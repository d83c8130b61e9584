//! Compiled predicate structure.
//!
//! A [`CompiledWhere`] is a disjunction of [`WhereGroup`]s. Each group is a
//! conjunction keyed by logical field name, where a relation key holds a nested
//! group evaluated against the related record:
//!
//! ```text
//! [ { age: {>=: 18}, profile: { city: {=: "Oslo"} } },
//!   { age: {>=: 18}, name: {=: "root"} } ]
//! ```
//!
//! The structure is backend independent; [`super::lowering`] turns it into a
//! `sea_orm::Condition`.

use serde_json::{Map, Value};

use super::{ConditionValue, Operator};

#[derive(Debug, Clone, PartialEq)]
pub struct Comparison {
    pub operator: Operator,
    pub value: ConditionValue,
}

#[derive(Debug, Clone, PartialEq)]
pub enum Predicate {
    /// Compare the column itself
    Compare(Comparison),
    /// Compare the scalar found at `pointer` inside a JSON column
    Json { pointer: String, comparison: Comparison },
    /// Conditions on a related record
    Relation(WhereGroup),
}

/// A conjunction of predicates.
#[derive(Debug, Clone, Default, PartialEq)]
pub struct WhereGroup {
    entries: Vec<(String, Predicate)>,
}

impl WhereGroup {
    #[must_use]
    pub fn new() -> Self {
        Self::default()
    }

    /// Add a predicate. Relation predicates on a relation already present are
    /// merged into the existing nested group.
    pub fn insert(&mut self, field: String, predicate: Predicate) {
        if let Predicate::Relation(inner) = predicate {
            let existing = self
                .entries
                .iter_mut()
                .find(|(f, p)| *f == field && matches!(p, Predicate::Relation(_)));
            if let Some((_, Predicate::Relation(group))) = existing {
                group.extend(inner);
            } else {
                self.entries.push((field, Predicate::Relation(inner)));
            }
            return;
        }
        self.entries.push((field, predicate));
    }

    pub fn extend(&mut self, other: WhereGroup) {
        for (field, predicate) in other.entries {
            self.insert(field, predicate);
        }
    }

    /// A new group holding this group's predicates followed by `other`'s.
    #[must_use]
    pub fn merged(&self, other: &WhereGroup) -> WhereGroup {
        let mut group = self.clone();
        group.extend(other.clone());
        group
    }

    /// The first predicate registered for `field`.
    #[must_use]
    pub fn get(&self, field: &str) -> Option<&Predicate> {
        self.entries.iter().find(|(f, _)| f == field).map(|(_, p)| p)
    }

    #[must_use]
    pub fn entries(&self) -> &[(String, Predicate)] {
        &self.entries
    }

    #[must_use]
    pub fn len(&self) -> usize {
        self.entries.len()
    }

    #[must_use]
    pub fn is_empty(&self) -> bool {
        self.entries.is_empty()
    }

    /// Render as a nested JSON object, mostly useful for logs and tests.
    #[must_use]
    pub fn to_json(&self) -> Value {
        let mut map = Map::new();
        for (field, predicate) in &self.entries {
            let rendered = match predicate {
                Predicate::Compare(comparison) => comparison_json(comparison),
                Predicate::Json { pointer, comparison } => {
                    let mut inner = Map::new();
                    inner.insert(pointer.clone(), comparison_json(comparison));
                    Value::Object(inner)
                }
                Predicate::Relation(group) => group.to_json(),
            };
            merge_json(&mut map, field, rendered);
        }
        Value::Object(map)
    }
}

fn comparison_json(comparison: &Comparison) -> Value {
    let mut map = Map::new();
    map.insert(
        comparison.operator.token().to_string(),
        comparison.value.clone().into(),
    );
    Value::Object(map)
}

fn merge_json(map: &mut Map<String, Value>, field: &str, rendered: Value) {
    if let (Some(Value::Object(existing)), Value::Object(incoming)) = (map.get_mut(field), &rendered) {
        for (key, value) in incoming {
            merge_json(existing, key, value.clone());
        }
        return;
    }
    map.insert(field.to_string(), rendered);
}

/// OR of AND-groups. No groups means no filtering at all.
#[derive(Debug, Clone, Default, PartialEq)]
pub struct CompiledWhere {
    pub groups: Vec<WhereGroup>,
}

impl CompiledWhere {
    #[must_use]
    pub fn match_all() -> Self {
        Self::default()
    }

    #[must_use]
    pub fn is_match_all(&self) -> bool {
        self.groups.is_empty()
    }

    #[must_use]
    pub fn len(&self) -> usize {
        self.groups.len()
    }

    #[must_use]
    pub fn is_empty(&self) -> bool {
        self.groups.is_empty()
    }

    #[must_use]
    pub fn to_json(&self) -> Value {
        Value::Array(self.groups.iter().map(WhereGroup::to_json).collect())
    }
}
use base64::{
    Engine as _,
    engine::general_purpose::{STANDARD, URL_SAFE_NO_PAD},
};
use serde::{Deserialize, Serialize};
use utoipa::{IntoParams, ToSchema};

use crate::filtering::{Filter, FilterError};

/// One page of records plus the total number of matches.
///
/// `count` is 0 when the filter asked to skip counting.
#[derive(Debug, Clone, PartialEq, Serialize)]
pub struct PageResult<T> {
    pub data: Vec<T>,
    pub count: u64,
}

impl<T> PageResult<T> {
    #[must_use]
    pub fn new(data: Vec<T>, count: u64) -> Self {
        Self { data, count }
    }

    #[must_use]
    pub fn empty() -> Self {
        Self {
            data: Vec::new(),
            count: 0,
        }
    }

    /// Convert every record, keeping the count.
    #[must_use]
    pub fn map<U>(self, f: impl FnMut(T) -> U) -> PageResult<U> {
        PageResult {
            data: self.data.into_iter().map(f).collect(),
            count: self.count,
        }
    }
}

/// Query parameters carrying a [`Filter`].
///
/// The `filter` parameter holds the filter document, base64 encoded (standard
/// or URL-safe alphabet) or as plain JSON:
///
/// ```json
/// {"page": 1, "limit": 20, "where": [{"by": "name", "operator": "ilike", "value": "ada"}]}
/// ```
#[derive(Debug, Deserialize, IntoParams, ToSchema, Default)]
#[into_params(parameter_in = Query)]
pub struct FilterQuery {
    /// Base64 or JSON encoded filter document.
    #[param(example = json!({
        "page": 1,
        "limit": 20,
        "orderBy": {"by": "created_at", "order": "DESC"},
        "where": [{"by": "name", "operator": "ilike", "value": "ada"}]
    }))]
    pub filter: Option<String>,
}

impl FilterQuery {
    /// Decode the carried filter; an absent parameter is the default filter.
    ///
    /// # Errors
    ///
    /// Returns `FilterError::Decode` when the parameter is neither base64
    /// encoded JSON nor JSON, or does not describe a valid filter.
    pub fn decode(&self) -> Result<Filter, FilterError> {
        self.filter
            .as_deref()
            .map_or_else(|| Ok(Filter::default()), Filter::from_encoded)
    }
}

impl Filter {
    /// Parse a filter from a query parameter value.
    ///
    /// # Errors
    ///
    /// Returns `FilterError::Decode` when the value cannot be read as a filter.
    pub fn from_encoded(raw: &str) -> Result<Self, FilterError> {
        let raw = raw.trim();
        if raw.is_empty() {
            return Ok(Self::default());
        }
        if raw.starts_with('{') {
            return serde_json::from_str(raw).map_err(FilterError::decode);
        }

        let bytes = STANDARD
            .decode(raw)
            .or_else(|_| URL_SAFE_NO_PAD.decode(raw.trim_end_matches('=')))
            .map_err(FilterError::decode)?;
        serde_json::from_slice(&bytes).map_err(FilterError::decode)
    }

    /// Encode this filter the way [`Filter::from_encoded`] reads it.
    ///
    /// # Errors
    ///
    /// Returns `FilterError::Decode` if the filter cannot be serialized.
    pub fn to_encoded(&self) -> Result<String, FilterError> {
        let json = serde_json::to_vec(self).map_err(FilterError::decode)?;
        Ok(STANDARD.encode(json))
    }
}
____
§ Problem requirements: Search the listing for the word "Returns". Copy every line in which it occurs.

§ Your response:
    /// Returns `FilterError::Decode` when the parameter is neither base64
    /// Returns `FilterError::Decode` when the value cannot be read as a filter.
    /// Returns `FilterError::Decode` if the filter cannot be serialized.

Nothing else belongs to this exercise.